I never really worried about water supplies until last year. On our couple of acres in the country we have a dug well. It’s only twelve feet deep, but normally holds six feet of water. We’ve been here for four years and never had any problems, but last spring it was very dry in our part of the country.
Our well got down to about 13 inches of water. We were able to get bulk water from our local towns water treatment plant for $10.00 for 1,000 imperial gallons. That’s about 1,200 US gallons for $8.10 US. I was okay with that. We used it for the garden. We went into town for laundry. We managed okay.
We finally got some rain, but I was a little concerned about how close we came to a dry well. Of course, the problem isn’t really the well drying out, though that was always a possibility. The big concern is having a demand for water that outruns the ability of the well to replace the water flowing out of it. They do have a solution for that. You install a trickle tank.
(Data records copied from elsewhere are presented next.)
//! Behavioral tests for the pacer under a simulated clock.
//!
//! Every test drives a `ManualClock`, so minutes of pacing run instantly and
//! every sleep is observable.

use metronome_rate_limit::{Clock, ManualClock, Pacer, PacingMode, WINDOW};
use std::num::NonZeroU32;
use std::sync::Arc;
use std::thread;
use std::time::Duration;

fn secs(s: u64) -> Duration {
    Duration::from_secs(s)
}

fn pacer(rpm: u32, burst: u32, mode: PacingMode) -> (Arc<Pacer>, ManualClock) {
    let clock = ManualClock::new();
    let pacer = Pacer::new(NonZeroU32::new(rpm).unwrap(), NonZeroU32::new(burst).unwrap())
        .with_clock(Arc::new(clock.clone()))
        .with_mode(mode);
    (Arc::new(pacer), clock)
}

/// Idle gaps between calls, in seconds. Mixes back-to-back bursts, short
/// pauses and gaps longer than the window.
const GAPS: [u64; 17] = [0, 0, 1, 0, 5, 0, 0, 17, 0, 2, 30, 0, 0, 0, 61, 0, 3];

/// Run `calls` consults, idling per `GAPS`, returning each call's release time.
fn drive(pacer: &Pacer, clock: &ManualClock, calls: usize) -> Vec<Duration> {
    let mut releases = Vec::with_capacity(calls);
    for i in 0..calls {
        clock.advance(secs(GAPS[i % GAPS.len()]));
        pacer.await_slot();
        releases.push(clock.now());
    }
    releases
}

/// Largest number of timestamps inside any half-open 60-second span.
fn busiest_window(stamps: &[Duration]) -> usize {
    stamps
        .iter()
        .map(|start| {
            stamps
                .iter()
                .filter(|t| **t >= *start && **t < *start + WINDOW)
                .count()
        })
        .max()
        .unwrap_or(0)
}

#[test]
fn test_scenario_three_calls_at_time_zero_do_not_wait() {
    let (pacer, clock) = pacer(3, 5, PacingMode::Reference);

    for _ in 0..3 {
        pacer.await_slot();
    }

    assert!(clock.sleeps().is_empty());
    assert_eq!(pacer.history(), vec![secs(0); 3]);
}

#[test]
fn test_scenario_fourth_call_waits_sixty_seconds() {
    let (pacer, clock) = pacer(3, 5, PacingMode::Reference);

    for _ in 0..3 {
        pacer.await_slot();
    }
    assert_eq!(pacer.pending_wait(), Some(secs(60)));
    pacer.await_slot();

    assert_eq!(clock.sleeps(), vec![secs(60)]);
}

#[test]
fn test_scenario_burst_cap_waits_fifty_eight_seconds() {
    let (pacer, clock) = pacer(100, 2, PacingMode::Reference);

    pacer.await_slot();
    clock.advance_to(secs(1));
    pacer.await_slot();
    clock.advance_to(secs(2));
    pacer.await_slot();

    assert_eq!(clock.sleeps(), vec![secs(58)]);
}

#[test]
fn test_scenario_long_idle_returns_immediately() {
    let (pacer, clock) = pacer(3, 5, PacingMode::Reference);

    for _ in 0..3 {
        pacer.await_slot();
    }
    clock.advance(secs(90));
    pacer.await_slot();

    assert!(clock.sleeps().is_empty());
    assert_eq!(pacer.history(), vec![secs(90)]);
}

#[test]
fn test_strict_mode_never_overflows_either_cap() {
    for (rpm, burst) in [(3, 5), (5, 2), (10, 4), (1, 1), (4, 4)] {
        let (pacer, clock) = pacer(rpm, burst, PacingMode::Strict);
        let releases = drive(&pacer, &clock, 80);

        let busiest = busiest_window(&releases);
        assert!(
            busiest <= burst as usize,
            "rpm={rpm} burst={burst}: {busiest} calls in one window exceeds burst"
        );
        assert!(
            busiest <= rpm as usize,
            "rpm={rpm} burst={burst}: {busiest} calls in one window exceeds rpm"
        );
    }
}

#[test]
fn test_strict_mode_back_to_back_calls_fill_each_window() {
    let (pacer, clock) = pacer(3, 5, PacingMode::Strict);

    let releases: Vec<_> = (0..9)
        .map(|_| {
            pacer.await_slot();
            clock.now()
        })
        .collect();

    assert_eq!(
        releases,
        vec![
            secs(0),
            secs(0),
            secs(0),
            secs(60),
            secs(60),
            secs(60),
            secs(120),
            secs(120),
            secs(120),
        ]
    );
}

#[test]
fn test_waits_are_positive_and_bounded_by_window() {
    for mode in [PacingMode::Reference, PacingMode::Strict] {
        let (pacer, clock) = pacer(3, 2, mode);
        drive(&pacer, &clock, 60);

        let sleeps = clock.sleeps();
        assert!(!sleeps.is_empty());
        for sleep in sleeps {
            assert!(sleep > Duration::ZERO, "{mode}: zero-length sleep recorded");
            assert!(sleep <= WINDOW, "{mode}: sleep {sleep:?} longer than window");
        }
    }
}

#[test]
fn test_history_is_always_sorted() {
    for mode in [PacingMode::Reference, PacingMode::Strict] {
        let (pacer, clock) = pacer(4, 6, mode);
        for i in 0..60 {
            clock.advance(secs(GAPS[i % GAPS.len()]));
            pacer.await_slot();

            let history = pacer.history();
            assert!(
                history.windows(2).all(|pair| pair[0] <= pair[1]),
                "{mode}: unsorted history {history:?}"
            );
            assert!(history.len() <= pacer.capacity());
        }
    }
}

#[test]
fn test_stale_entries_are_pruned_and_ignored() {
    let (pacer, clock) = pacer(3, 5, PacingMode::Reference);

    for i in 0..60 {
        clock.advance(secs(GAPS[i % GAPS.len()]));
        pacer.await_slot();

        let history = pacer.history();
        let latest = *history.last().unwrap();
        assert!(
            history.iter().all(|t| latest - *t <= WINDOW),
            "entry older than the window survived: {history:?}"
        );
    }

    // Saturate, then idle past the window: the old entries must not cause a wait.
    let before = clock.sleeps().len();
    clock.advance(secs(61));
    assert_eq!(pacer.pending_wait(), Some(Duration::ZERO));
    pacer.await_slot();
    assert_eq!(clock.sleeps().len(), before);
    assert_eq!(pacer.history().len(), 1);
}

#[test]
fn test_concurrent_callers_are_serialized() {
    let (pacer, clock) = pacer(5, 5, PacingMode::Reference);

    let handles: Vec<_> = (0..8)
        .map(|_| {
            let pacer = Arc::clone(&pacer);
            thread::spawn(move || pacer.await_slot())
        })
        .collect();
    for handle in handles {
        handle.join().unwrap();
    }

    // Five fit at t=0, the sixth waits out both checks, and by then the
    // window has cleared for the last two.
    assert_eq!(clock.sleeps(), vec![secs(60), secs(60)]);
    assert_eq!(pacer.history(), vec![secs(120), secs(120)]);
}

#[test]
fn test_concurrent_callers_in_strict_mode() {
    let (pacer, clock) = pacer(5, 5, PacingMode::Strict);

    let handles: Vec<_> = (0..8)
        .map(|_| {
            let pacer = Arc::clone(&pacer);
            thread::spawn(move || pacer.await_slot())
        })
        .collect();
    for handle in handles {
        handle.join().unwrap();
    }

    assert_eq!(clock.sleeps(), vec![secs(60)]);
    assert_eq!(pacer.history(), vec![secs(60), secs(60), secs(60)]);
}

#[test]
fn test_default_clock_does_not_wait_under_caps() {
    let pacer = Pacer::new(NonZeroU32::new(10).unwrap(), NonZeroU32::new(10).unwrap());
    let started = std::time::Instant::now();
    for _ in 0..5 {
        pacer.await_slot();
    }
    assert!(started.elapsed() < Duration::from_secs(1));
    assert_eq!(pacer.history().len(), 5);
    assert_eq!(pacer.mode(), PacingMode::Reference);
}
The image below shows you what it is, but check out the link above to get the finer details.
We could use water during the day and as soon as we used more than a few gallons, the system would start drawing water from our well at a very slow rate. The 150 Gal. tank could meet all of our shower, laundry, washing needs and it refilled at a slow enough rate it never outpaced our wells ability to refresh itself.
Of course, we do store water against power outages. I always have a couple of full 15 gallon food grade containers. And we have a hot tube outside. I know for a fact the water in it will stay at least warm for a couple of days…good for washing. And if push comes to shove, we have a little garden fish pond that holds about 1000 gallons. The veggies and flowers would just love to get a taste of that water I am sure. However I must admit that I really like the idea of of that 150 gallon trickle tank full of water that has gone through the filter and UV light. Even in a power outage, the water has already been treated.
Just to be sure I have covered off all of the obvious I will mention that you can access the water in your hot water tank, if you have no power. Best to get a short length of garden hose a few feet long. That will allow you to conveniently fill water containers even though the tank outlet is only a few inches off the floor. The tanks tend to be full while the power is on so you have a lot of head. If you have a 30 gallon tank, you will probably be able to easily get 25 or more gallons out of it.
I also try to have one or two cases of bottled water on hand. Single serving bottles of water are extremely convenient for quenching thirst, moderate hygiene maintenance requirements and are easily transported.